Selon les données présentées par le 2022 U.S. Mortgage Statistics | Bankrate, 70% des nouvelles hypothèques américaines ont été contracté à un taux fixe sur une période de 30 ans. De plus, jusqu’à la fin de 2021, les Américains ont profité de taux très bas pour refinancer leur hypothèque en choisissant des taux fixe ne dépassant pas 3% pour le terme de 30 ans. La situation fut différente au Canada, alors qu’un nombre grandissant d’emprunteurs ont opté pour le taux variable. Rappelons qu’à la fin de 2021, le taux variable conventionnel se situait aux alentours de 1,45% (Taux préférentiel – 1 %) versus un taux fixe de 5 ans conventionnel à 2,99%.
Depuis, une personne ayant opté pour le taux variable à la fin de 2021 dans le cadre d’une hypothèque de 300 000$ amortie sur 25 ans, a vu son taux passer de 1,45% à 5,70%. Le paiement mensuel est pour sa part passé de 1 192,16$ à 1 866,25$, c.à.d. une augmentation mensuelle de 674,09$ et ce, après impôt. Il va sans dire qu’une telle différence a de quoi affecter sérieusement le budget familial.

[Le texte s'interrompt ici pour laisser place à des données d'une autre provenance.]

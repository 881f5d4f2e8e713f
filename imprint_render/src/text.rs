// Copyright 2026 the Imprint Authors
// SPDX-License-Identifier: Apache-2.0 OR MIT

//! Text layout and glyph rendering.
//!
//! Layout (wrapping, alignment, auto-fit) happens in document units so it is
//! independent of the render scale; only glyph rasterization sees device
//! pixels, through the layer transform. Measurement uses skrifa advance
//! metrics when the family is registered in the [`FontStore`] and falls back
//! to `0.6 × font_size` per character otherwise, so layout is deterministic
//! with or without font assets. Glyph outlines are only drawn when a font is
//! present.

use imprint_schema::{TextAlign, TextLayer, TextStyle};
use kurbo::Affine;
use skrifa::instance::{LocationRef, Size};
use skrifa::metrics::GlyphMetrics;
use skrifa::outline::OutlinePen;
use skrifa::{FontRef, GlyphId, MetadataProvider};
use vello_cpu::RenderContext;
use vello_cpu::kurbo::{Affine as CpuAffine, BezPath, Rect};

use crate::assets::FontStore;
use crate::paint;

/// Auto-fit never shrinks text below this fraction of the requested size.
pub const MIN_FIT_FACTOR: f32 = 0.6;

/// A laid-out line of text.
#[derive(Clone, Debug, PartialEq)]
pub struct Line {
    /// Line content after uppercase transformation.
    pub text: String,
    /// Measured width in document units at the layout font size.
    pub width: f32,
    /// Horizontal alignment inherited from the line's paragraph.
    pub align: TextAlign,
    /// True for the last line of its paragraph (justify leaves it flush
    /// left).
    pub paragraph_end: bool,
}

/// The result of wrapping and fitting a text layer into a box.
#[derive(Clone, Debug, PartialEq)]
pub struct TextLayout {
    /// Wrapped lines, top to bottom.
    pub lines: Vec<Line>,
    /// Effective font size after auto-fit, in document units.
    pub font_size: f32,
}

impl TextLayout {
    /// Width of the widest line.
    pub fn max_line_width(&self) -> f32 {
        self.lines.iter().map(|l| l.width).fold(0.0, f32::max)
    }
}

/// Glyph advance source for one measurement pass.
enum Advances<'a> {
    Font(FontRef<'a>, GlyphMetrics<'a>),
    Fallback,
}

fn advances<'a>(store: &'a FontStore, style: &TextStyle, font_size: f32) -> Advances<'a> {
    let Some(bytes) = store.get(&style.font_family) else {
        return Advances::Fallback;
    };
    match FontRef::new(bytes) {
        Ok(font_ref) => {
            let metrics =
                GlyphMetrics::new(&font_ref, Size::new(font_size), LocationRef::default());
            // GlyphMetrics borrows the FontRef's data, both share 'a.
            Advances::Font(font_ref, metrics)
        }
        Err(err) => {
            log::warn!("font family '{}' has invalid bytes: {err}", style.font_family);
            Advances::Fallback
        }
    }
}

impl Advances<'_> {
    fn advance(&self, ch: char, font_size: f32) -> f32 {
        match self {
            Self::Font(font_ref, metrics) => {
                let gid = font_ref.charmap().map(ch);
                gid.and_then(|g| metrics.advance_width(g))
                    .unwrap_or(font_size * 0.6)
            }
            Self::Fallback => font_size * 0.6,
        }
    }
}

/// Measure a line of already-transformed text in document units.
fn measure(adv: &Advances<'_>, text: &str, style: &TextStyle, font_size: f32) -> f32 {
    let mut width = 0.0_f32;
    let mut chars = 0_usize;
    for ch in text.chars() {
        width += adv.advance(ch, font_size);
        chars += 1;
    }
    if chars > 1 {
        width += style.letter_spacing * (chars - 1) as f32;
    }
    width
}

/// Greedy word wrap of one paragraph at a fixed font size.
fn wrap_paragraph(
    adv: &Advances<'_>,
    paragraph: &str,
    style: &TextStyle,
    font_size: f32,
    max_width: f32,
    align: TextAlign,
    out: &mut Vec<Line>,
) {
    let words: Vec<&str> = paragraph.split_whitespace().collect();
    if words.is_empty() {
        out.push(Line {
            text: String::new(),
            width: 0.0,
            align,
            paragraph_end: true,
        });
        return;
    }

    let start = out.len();
    let mut current = String::new();
    for word in words {
        let candidate = if current.is_empty() {
            word.to_string()
        } else {
            format!("{current} {word}")
        };
        if current.is_empty() || measure(adv, &candidate, style, font_size) <= max_width {
            current = candidate;
        } else {
            let width = measure(adv, &current, style, font_size);
            out.push(Line {
                text: std::mem::take(&mut current),
                width,
                align,
                paragraph_end: false,
            });
            current = word.to_string();
        }
    }
    let width = measure(adv, &current, style, font_size);
    out.push(Line {
        text: current,
        width,
        align,
        paragraph_end: false,
    });
    if let Some(last) = out.get_mut(start..).and_then(|s| s.last_mut()) {
        last.paragraph_end = true;
    }
}

fn wrap_at_size(
    adv: &Advances<'_>,
    layer: &TextLayer,
    font_size: f32,
    max_width: f32,
) -> Vec<Line> {
    let text = if layer.style.uppercase {
        layer.text.to_uppercase()
    } else {
        layer.text.clone()
    };
    let mut lines = Vec::new();
    for (idx, paragraph) in text.split('\n').enumerate() {
        let align = layer
            .paragraphs
            .get(idx)
            .map(|p| p.align)
            .unwrap_or_default();
        wrap_paragraph(adv, paragraph, &layer.style, font_size, max_width, align, &mut lines);
    }
    lines
}

/// Wrap a text layer into its box, shrinking the font size until the widest
/// line fits, floored at [`MIN_FIT_FACTOR`] of the requested size.
pub fn layout_text(store: &FontStore, layer: &TextLayer, max_width: f32) -> TextLayout {
    let requested = layer.style.font_size;
    let adv = advances(store, &layer.style, requested);
    let floor = requested * MIN_FIT_FACTOR;

    let mut font_size = requested;
    loop {
        let lines = wrap_at_size(&adv, layer, font_size, max_width);
        let widest = lines.iter().map(|l| l.width).fold(0.0, f32::max);
        if widest <= max_width || font_size <= floor {
            if font_size < requested {
                log::debug!("auto-fit {}: {requested} -> {font_size}", layer.common.id);
            }
            return TextLayout { lines, font_size };
        }
        // Shrink in small proportional steps; the clamp makes the last wrap
        // happen at exactly the floor size.
        font_size = (font_size * 0.95).max(floor);
    }
}

/// Records a skrifa outline into a vello path, flipping Y so glyphs are
/// upright in screen coordinates.
struct GlyphPathPen {
    path: BezPath,
    origin: (f32, f32),
}

impl GlyphPathPen {
    fn point(&self, x: f32, y: f32) -> (f64, f64) {
        (
            f64::from(self.origin.0 + x),
            f64::from(self.origin.1 - y),
        )
    }
}

impl OutlinePen for GlyphPathPen {
    fn move_to(&mut self, x: f32, y: f32) {
        let p = self.point(x, y);
        self.path.move_to(p);
    }

    fn line_to(&mut self, x: f32, y: f32) {
        let p = self.point(x, y);
        self.path.line_to(p);
    }

    fn quad_to(&mut self, x1: f32, y1: f32, x: f32, y: f32) {
        let c = self.point(x1, y1);
        let p = self.point(x, y);
        self.path.quad_to(c, p);
    }

    fn curve_to(&mut self, x1: f32, y1: f32, x2: f32, y2: f32, x: f32, y: f32) {
        let c1 = self.point(x1, y1);
        let c2 = self.point(x2, y2);
        let p = self.point(x, y);
        self.path.curve_to(c1, c2, p);
    }

    fn close(&mut self) {
        self.path.close_path();
    }
}

/// X offset of a line inside the box for its alignment. Justify is handled
/// separately by widening word gaps.
fn line_offset(line: &Line, box_width: f32) -> f32 {
    match line.align {
        TextAlign::Left | TextAlign::Justify => 0.0,
        TextAlign::Center => ((box_width - line.width) * 0.5).max(0.0),
        TextAlign::Right => (box_width - line.width).max(0.0),
    }
}

/// Draw a text layer into the context under the given layer transform.
///
/// `affine` maps local document units into device pixels. Without a
/// registered font this draws nothing (layout-only); with one, it fills glyph
/// outlines and underline bars with the style paint.
pub(crate) fn draw_text(
    ctx: &mut RenderContext,
    store: &FontStore,
    layer: &TextLayer,
    affine: Affine,
    box_width: f32,
    box_height: f32,
) {
    let layout = layout_text(store, layer, box_width);
    let style = &layer.style;

    let Some(bytes) = store.get(&style.font_family) else {
        log::debug!(
            "font family '{}' not registered; skipping glyphs for {}",
            style.font_family,
            layer.common.id
        );
        return;
    };
    let Ok(font_ref) = FontRef::new(bytes) else {
        return;
    };
    let outlines = font_ref.outline_glyphs();
    let charmap = font_ref.charmap();
    let metrics = GlyphMetrics::new(
        &font_ref,
        Size::new(layout.font_size),
        LocationRef::default(),
    );

    let local = Rect::new(0.0, 0.0, f64::from(box_width), f64::from(box_height));
    let has_brush = paint::set_paint(ctx, &style.fill, local);
    if !has_brush {
        // Patterned glyph fills degrade to the pattern ink color.
        ctx.set_paint(style.fill.primary_color().to_peniko());
    }
    ctx.set_transform(CpuAffine::new(affine.as_coeffs()));

    let line_pitch = layout.font_size * style.line_height;
    // First baseline sits one font size below the box top, an approximation
    // of the ascent that keeps layout font-independent.
    let mut baseline = layout.font_size;

    for line in &layout.lines {
        if line.text.is_empty() {
            baseline += line_pitch;
            continue;
        }

        // Justified lines (except paragraph ends) spread the slack across
        // word gaps.
        let gaps = line.text.split(' ').count().saturating_sub(1);
        let justify_extra = if line.align == TextAlign::Justify && !line.paragraph_end && gaps > 0 {
            (box_width - line.width).max(0.0) / gaps as f32
        } else {
            0.0
        };

        let mut x = line_offset(line, box_width);
        let line_start = x;
        for ch in line.text.chars() {
            if ch == ' ' {
                x += advance_for(&charmap, &metrics, ch, layout.font_size)
                    + style.letter_spacing
                    + justify_extra;
                continue;
            }
            if let Some(gid) = charmap.map(ch) {
                let mut pen = GlyphPathPen {
                    path: BezPath::new(),
                    origin: (x, baseline),
                };
                if let Some(outline) = outlines.get(gid)
                    && outline
                        .draw(Size::new(layout.font_size), &mut pen)
                        .is_ok()
                    && !pen.path.is_empty()
                {
                    ctx.fill_path(&pen.path);
                }
            }
            x += advance_for(&charmap, &metrics, ch, layout.font_size) + style.letter_spacing;
        }

        if style.underline {
            let thickness = f64::from(layout.font_size) * 0.06;
            let y = f64::from(baseline) + f64::from(layout.font_size) * 0.12;
            let end = if line.align == TextAlign::Justify && !line.paragraph_end {
                f64::from(box_width)
            } else {
                f64::from(x - style.letter_spacing)
            };
            let bar = Rect::new(f64::from(line_start), y, end, y + thickness);
            ctx.fill_rect(&bar);
        }

        baseline += line_pitch;
    }

    paint::clear_paint_transform(ctx);
}

fn advance_for(
    charmap: &skrifa::charmap::Charmap<'_>,
    metrics: &GlyphMetrics<'_>,
    ch: char,
    font_size: f32,
) -> f32 {
    charmap
        .map(ch)
        .and_then(|g: GlyphId| metrics.advance_width(g))
        .unwrap_or(font_size * 0.6)
}

#[cfg(test)]
mod tests {
    use super::*;
    use imprint_schema::{Color, LayerCommon, LayerId, Paragraph, Transform2D, Vec2F};

    fn text_layer(text: &str, font_size: f32) -> TextLayer {
        TextLayer {
            common: LayerCommon::new(
                LayerId(1),
                "t",
                Transform2D::new(Vec2F::ZERO, Vec2F::new(100.0, 40.0)),
            ),
            text: text.into(),
            style: TextStyle::new("Unregistered", font_size, Color::BLACK),
            paragraphs: Vec::new(),
        }
    }

    #[test]
    fn wrap_honors_box_width_with_fallback_metrics() {
        // Fallback advance is 0.6 * 10 = 6 units/char. "alpha beta gamma"
        // at 60 units fits ~10 chars per line.
        let layer = text_layer("alpha beta gamma", 10.0);
        let layout = layout_text(&FontStore::new(), &layer, 60.0);
        assert!(layout.lines.len() > 1);
        assert!(layout.max_line_width() <= 60.0);
        assert_eq!(layout.font_size, 10.0);
    }

    #[test]
    fn letter_spacing_widens_lines() {
        let mut wide = text_layer("spacing", 10.0);
        wide.style.letter_spacing = 2.0;
        let plain = text_layer("spacing", 10.0);
        let store = FontStore::new();
        let w = layout_text(&store, &wide, 500.0).max_line_width();
        let p = layout_text(&store, &plain, 500.0).max_line_width();
        assert!((w - (p + 2.0 * 6.0)).abs() < 1e-3, "{w} vs {p}");
    }

    #[test]
    fn auto_fit_floors_at_sixty_percent() {
        // A single long word that can never fit 20 units forces the floor.
        let layer = text_layer("incompressible", 10.0);
        let layout = layout_text(&FontStore::new(), &layer, 20.0);
        assert!((layout.font_size - 6.0).abs() < 1e-6);
        assert!(layout.max_line_width() > 20.0, "cannot fit, stays overflowing");
    }

    #[test]
    fn auto_fit_shrinks_just_enough() {
        // One word of 10 chars: width 6*size. Fits 45 units at size 7.5.
        let layer = text_layer("abcdefghij", 10.0);
        let layout = layout_text(&FontStore::new(), &layer, 45.0);
        assert!(layout.font_size < 10.0 && layout.font_size >= 6.0);
        assert!(layout.max_line_width() <= 45.0);
    }

    #[test]
    fn uppercase_applies_before_measurement() {
        let mut layer = text_layer("shout", 10.0);
        layer.style.uppercase = true;
        let layout = layout_text(&FontStore::new(), &layer, 500.0);
        assert_eq!(layout.lines[0].text, "SHOUT");
    }

    #[test]
    fn paragraph_alignment_is_positional() {
        let mut layer = text_layer("one\ntwo", 10.0);
        layer.paragraphs = vec![
            Paragraph { align: TextAlign::Center },
            Paragraph { align: TextAlign::Right },
        ];
        let layout = layout_text(&FontStore::new(), &layer, 100.0);
        assert_eq!(layout.lines[0].align, TextAlign::Center);
        assert_eq!(layout.lines[1].align, TextAlign::Right);
        let right = &layout.lines[1];
        assert!((line_offset(right, 100.0) - (100.0 - right.width)).abs() < 1e-4);
    }
}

On constate, de plus, que la majorité des hypothèques à taux variable ont été souscrites avec un paiement fixe et que celui-ci est devenu insuffisant pour couvrir le montant des intérêts à payer. Les institutions financières ont dû convoquer leurs clients pour mettre la situation à jour en leur offrant le choix d’augmenter leurs paiements au coût réel, ou d’ajouter au capital la valeur manquante, repoussant par le fait même au-delà du terme de 25 ans l’amortissement du remboursement du capital. C’est sans surprise que les emprunteurs ont majoritairement opté pour la deuxième option, de manière à affecter le moins possible leur budget – si l’on exclue la prolongation du terme du paiement.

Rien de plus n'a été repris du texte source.